45 Caemlyn

Mat aveva un vago ricordo di Caemlyn, ma quando, nelle prime ore del mattino, s’avvicinarono alla città, provò l’impressione di non essere mai stato da quelle parti. Fin dall’alba non erano più stati soli sulla strada e adesso erano circondati da altri cavalieri, da carovane di mercanti, da gente a piedi, tutti diretti alla grande città.

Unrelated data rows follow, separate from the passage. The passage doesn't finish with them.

//! Where forum snapshots come from.

use async_trait::async_trait;
use parking_lot::RwLock;

use crate::error::Result;
use crate::types::ForumSnapshot;

/// A provider of forum state: a game server, a chat backend, a fixture.
#[async_trait]
pub trait ForumSource: Send + Sync {
    /// The current state of the whole forum.
    ///
    /// # Errors
    /// [`ForumError::Source`](crate::ForumError::Source) when the state
    /// cannot be fetched.
    async fn snapshot(&self) -> Result<ForumSnapshot>;
}

/// A source serving a snapshot held in memory.
#[derive(Debug, Default)]
pub struct StaticForumSource {
    snapshot: RwLock<ForumSnapshot>,
}

impl StaticForumSource {
    /// Serve `snapshot`.
    #[must_use]
    pub fn new(snapshot: ForumSnapshot) -> Self {
        Self {
            snapshot: RwLock::new(snapshot),
        }
    }

    /// Replace the served snapshot.
    pub fn replace(&self, snapshot: ForumSnapshot) {
        *self.snapshot.write() = snapshot;
    }

    /// Edit the served snapshot in place.
    pub fn update(&self, f: impl FnOnce(&mut ForumSnapshot)) {
        f(&mut self.snapshot.write());
    }
}

#[async_trait]
impl ForumSource for StaticForumSource {
    async fn snapshot(&self) -> Result<ForumSnapshot> {
        Ok(self.snapshot.read().clone())
    }
}
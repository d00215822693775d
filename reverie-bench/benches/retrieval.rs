//! Reverie benchmark suite.
//!
//! Targets on a laptop-class core:
//!   rank_top20_from_200 ........ < 200μs
//!   rank_top20_from_1000 ....... < 1ms
//!   parse_daily_plan_12_lines .. < 50μs

use chrono::{DateTime, Duration, TimeZone, Utc};
use criterion::{black_box, criterion_group, criterion_main, BenchmarkId, Criterion};

use reverie_core::parse;
use reverie_core::retrieval::{rank, RetrievalOptions};
use reverie_core::{Embedding, Importance, MemoryKind, MemoryRecord};

const DIMENSIONS: usize = 64;

fn now() -> DateTime<Utc> {
    Utc.with_ymd_and_hms(2024, 2, 14, 12, 0, 0).single().unwrap_or_default()
}

fn make_record(i: usize) -> MemoryRecord {
    let kind = if i % 7 == 0 { MemoryKind::Reflection } else { MemoryKind::Observation };
    let created = now() - Duration::minutes(i64::try_from(i).unwrap_or(0) * 13);
    let vector: Vec<f32> = (0..DIMENSIONS)
        .map(|d| ((i * 31 + d * 17) % 97) as f32 / 97.0)
        .collect();
    MemoryRecord::new(
        format!("Event number {i} happened in the town square"),
        kind,
        Importance::new((i % 10) as i64 + 1),
        created,
    )
    .with_embedding(vector)
}

fn bench_rank(c: &mut Criterion) {
    let query = Embedding((0..DIMENSIONS).map(|d| (d as f32 / DIMENSIONS as f32).sin()).collect());
    let options = RetrievalOptions::default();

    let mut group = c.benchmark_group("rank_top20");
    for size in [200_usize, 1000] {
        let memories: Vec<MemoryRecord> = (0..size).map(make_record).collect();
        group.bench_with_input(BenchmarkId::from_parameter(size), &memories, |b, memories| {
            b.iter(|| {
                let results = rank(black_box(memories), Some(black_box(&query)), now(), &options);
                black_box(results);
            });
        });
    }
    group.finish();
}

fn bench_rank_filtered(c: &mut Criterion) {
    let memories: Vec<MemoryRecord> = (0..1000).map(make_record).collect();
    let options = RetrievalOptions::importance_only(5).with_kinds([MemoryKind::Reflection]);

    c.bench_function("rank_reflections_importance_only_from_1000", |b| {
        b.iter(|| {
            let results = rank(black_box(&memories), None, now(), &options);
            black_box(results);
        });
    });
}

fn bench_parse_plan(c: &mut Criterion) {
    let response: String = (6..18)
        .map(|h| format!("- {h}:00 - Task at hour {h} (Duration: 1 hours, Priority: {}, Location: Bakery)\n", h % 10 + 1))
        .collect();
    let day = now().date_naive();

    c.bench_function("parse_daily_plan_12_lines", |b| {
        b.iter(|| {
            let plan = parse::parse_plan(black_box(&response), day);
            black_box(plan);
        });
    });
}

criterion_group!(benches, bench_rank, bench_rank_filtered, bench_parse_plan);
criterion_main!(benches);
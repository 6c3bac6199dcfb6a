// SPDX-License-Identifier: Apache-2.0
// Copyright (c) 2025 Au-Zone Technologies. All Rights Reserved.

use std::{path::PathBuf, time::Duration};

use clap::Parser;
use mmwavecfg::{dispatch::SUCCESS_MARKER, service::ZenohArgs};
use tracing::level_filters::LevelFilter;

#[derive(Parser, Debug, Clone)]
#[command(author, version, about, long_about = None)]
pub struct Args {
    /// mmWave sensor CLI configuration file
    #[arg(env = "MMWAVE_CONFIG")]
    pub config: PathBuf,

    /// Key expression of the command service queryable
    #[arg(long, env, default_value = "mmWaveCommSrv/mmWaveCLI")]
    pub service: String,

    /// Namespace the derived parameters are published under
    #[arg(long, env, default_value = "mmWave_Manager")]
    pub namespace: String,

    /// Text the device response must contain for a command to succeed
    #[arg(long, env, default_value = SUCCESS_MARKER)]
    pub success_marker: String,

    /// Time in milliseconds to wait for the command service at startup
    #[arg(long, env, default_value = "100000")]
    pub wait_timeout: u64,

    /// Time in milliseconds to wait for the response to a single command
    #[arg(long, env, default_value = "30000")]
    pub query_timeout: u64,

    /// Talk to the sensor CLI port directly instead of the command service
    #[cfg(feature = "serial")]
    #[arg(long, env)]
    pub serial: Option<String>,

    /// Baud rate of the sensor CLI port
    #[cfg(feature = "serial")]
    #[arg(long, env, default_value_t = mmwavecfg::serial::DEFAULT_BAUD)]
    pub baud: u32,

    /// Accept every command and only log the derived parameters
    #[arg(long, env)]
    pub dry_run: bool,

    /// Application log level
    #[arg(long, env, default_value = "info")]
    pub rust_log: LevelFilter,

    /// Enable Tracy profiler broadcast
    #[arg(long, env)]
    pub tracy: bool,

    #[command(flatten)]
    pub zenoh: ZenohArgs,
}

impl Args {
    pub fn wait_timeout(&self) -> Duration {
        Duration::from_millis(self.wait_timeout)
    }

    pub fn query_timeout(&self) -> Duration {
        Duration::from_millis(self.query_timeout)
    }
}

Costruita su colline, Caemlyn era sicuramente grande come Tar Valon; fuori delle immense mura (alte cinquanta piedi, di pietra grigio chiaro con striature bianche e argento che scintillavano al sole, intervallate di torri rotonde con in cima lo stendardo del Leone dell’Andor, bianco in campo rosso) pareva fosse sistemata un’altra grande città intorno a quella interna, tutta mattoni rossi e pietra grigia e muri intonacati, locande addossate a case di tre e quattro piani, così belle da appartenere di sicuro a ricchi mercanti, e botteghe con le merci esposte su banchi sotto tendoni, ammassate contro ampi magazzini privi di finestre. Mercati aperti, sotto tettoie di tegole rosse e viola, costeggiavano la strada; uomini e donne già offrivano a gran voce le proprie merci e contrattavano a squarciagola, mentre animali chiusi in recinti — vitelli, pecore, capre, maiali, polli, anatre, oche — aumentavano il frastuono. A Mat parve di ricordare che Caemlyn gli era sembrata troppo rumorosa, quando c’era stato la prima volta; ora gli pareva un cuore che pompasse ricchezza.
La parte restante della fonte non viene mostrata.